There are three reasons why we must actively and vigorously pursue the recovery of attendance allowance funding. The first is to right a wrong that financially disadvantaged the Scottish Government and, by extension, the Scottish people. As a result of the United Kingdom Government's decision, the Scottish Executive was forced to set personal care payments for those in care homes at a level that compensated for the withdrawal of attendance allowance. That meant that there was no loss to individuals—the right thing to do—but the Scottish budget bore the brunt.

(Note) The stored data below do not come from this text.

//! Property-based tests for determinism guarantees

use proptest::prelude::*;
use std::collections::BTreeMap;
use treeline::node::{decode, encode};
use treeline::{Author, Commit, Directory, File, Hash, Metadata, Node};

fn file(name: &str, inode: u64, content: &[u8]) -> Node {
    let mut file = File::new(name, inode);
    file.set_content(Hash::sum(content), content.len() as u64);
    Node::File(file)
}

/// Distinct child names with some content each.
fn children() -> impl Strategy<Value = BTreeMap<String, Vec<u8>>> {
    prop::collection::btree_map("[a-z]{1,8}", any::<Vec<u8>>(), 1..12)
}

/// Test that directory hashes do not depend on insertion order
#[test]
fn test_directory_order_independence() {
    let mut runner = proptest::test_runner::TestRunner::default();

    runner
        .run(&(children(), any::<u64>()), |(entries, seed)| {
            let nodes: Vec<Node> = entries
                .iter()
                .enumerate()
                .map(|(i, (name, content))| file(name, i as u64 + 2, content))
                .collect();

            let mut forward = Directory::root(1);
            for node in &nodes {
                forward.add(&mut node.clone()).unwrap();
            }

            // deterministic shuffle driven by the seed
            let mut shuffled = nodes.clone();
            let len = shuffled.len();
            for i in 0..len {
                let j = ((seed.rotate_left(i as u32) as usize) ^ i) % len;
                shuffled.swap(i, j);
            }
            let mut backward = Directory::root(1);
            for node in &shuffled {
                backward.add(&mut node.clone()).unwrap();
            }

            prop_assert_eq!(forward.tree_hash(), backward.tree_hash());
            prop_assert_eq!(forward.content_hash(), backward.content_hash());
            prop_assert_eq!(forward.size(), backward.size());
            Ok(())
        })
        .unwrap();
}

/// Test that remove_child exactly undoes add
#[test]
fn test_add_remove_inverse() {
    let mut runner = proptest::test_runner::TestRunner::default();

    runner
        .run(&(children(), any::<Vec<u8>>()), |(entries, extra)| {
            let mut dir = Directory::root(1);
            for (i, (name, content)) in entries.iter().enumerate() {
                dir.add(&mut file(name, i as u64 + 2, content)).unwrap();
            }
            let tree_hash = dir.tree_hash().clone();
            let content_hash = dir.content_hash().clone();
            let size = dir.size();

            // uppercase never collides with the generated names
            dir.add(&mut file("EXTRA", 999, &extra)).unwrap();
            dir.remove_child("EXTRA").unwrap();

            prop_assert_eq!(dir.tree_hash(), &tree_hash);
            prop_assert_eq!(dir.content_hash(), &content_hash);
            prop_assert_eq!(dir.size(), size);
            Ok(())
        })
        .unwrap();
}

/// Test that commit hashes depend only on parent, root, author and message
#[test]
fn test_commit_determinism() {
    let mut runner = proptest::test_runner::TestRunner::default();

    runner
        .run(
            &(any::<Vec<u8>>(), any::<Vec<u8>>(), ".{0,16}", ".{0,32}"),
            |(parent, root, author, message)| {
                let build = |inode| {
                    let mut commit = Commit::new(inode);
                    commit.set_parent(Some(Hash::sum(&parent))).unwrap();
                    commit.set_root(Hash::sum(&root)).unwrap();
                    commit.set_author(Author::new(&author)).unwrap();
                    commit.set_message(&message).unwrap();
                    commit.finalize().unwrap();
                    commit
                };
                let first = build(1);
                let second = build(2);
                prop_assert_eq!(first.tree_hash(), second.tree_hash());
                prop_assert_eq!(first.tree_hash(), &first.compute_hash());
                Ok(())
            },
        )
        .unwrap();
}

/// Test that every node kind survives encode/decode unchanged
#[test]
fn test_encoding_preserves_files() {
    let mut runner = proptest::test_runner::TestRunner::default();

    runner
        .run(
            &("[a-z]{1,12}", any::<u64>(), any::<Vec<u8>>(), any::<Vec<u8>>()),
            |(name, inode, content, key)| {
                let mut file = File::new(&name, inode);
                file.set_content(Hash::sum(&content), content.len() as u64);
                file.set_content_key(key);
                let node = Node::File(file);
                let decoded = decode(&encode(&node).unwrap()).unwrap();
                prop_assert_eq!(decoded, node);
                Ok(())
            },
        )
        .unwrap();
}

/// Test that distinct content gives distinct file hashes
#[test]
fn test_different_content_different_hash() {
    let a = file("same", 1, b"alpha");
    let b = file("same", 1, b"beta");
    assert_ne!(a.tree_hash(), b.tree_hash());
    assert_ne!(a.content_hash(), b.content_hash());
}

The savings from the withdrawal of attendance allowance were not transferred to the Scottish budget as they should have been. Instead, they were retained by the UK Treasury and, as a result, the increase in costs borne by the Executive could not be offset. There is no doubt that that contributed directly to the funding gap identified by Lord Sutherland. That is the first reason why the issue must be pursued.
This Government, acting in the interests of our vulnerable older people, will fill that gap, but the Parliament should be clear that that does not mean that the UK Government should be let off the hook.
Will the cabinet secretary take an intervention?
Lord George Foulkes has had sufficient time to intervene already.
The second reason to pursue the issue relates to the point made last week by Ross Finnie. There is at stake a wider issue of principle and of the freedom of this Parliament to take decisions in devolved areas without the interference of the UK Government.
I will of course explain the substance behind our amendment in my speech. Does the cabinet secretary acknowledge that, in his report, Lord Sutherland recognises that the UK Government was within the letter of the law, that the UK benefits commissioner has ruled that the UK Government was right, and that a more constructive approach to ensuring that Scotland gets its proper resources would be to participate more strategically with the UK Government?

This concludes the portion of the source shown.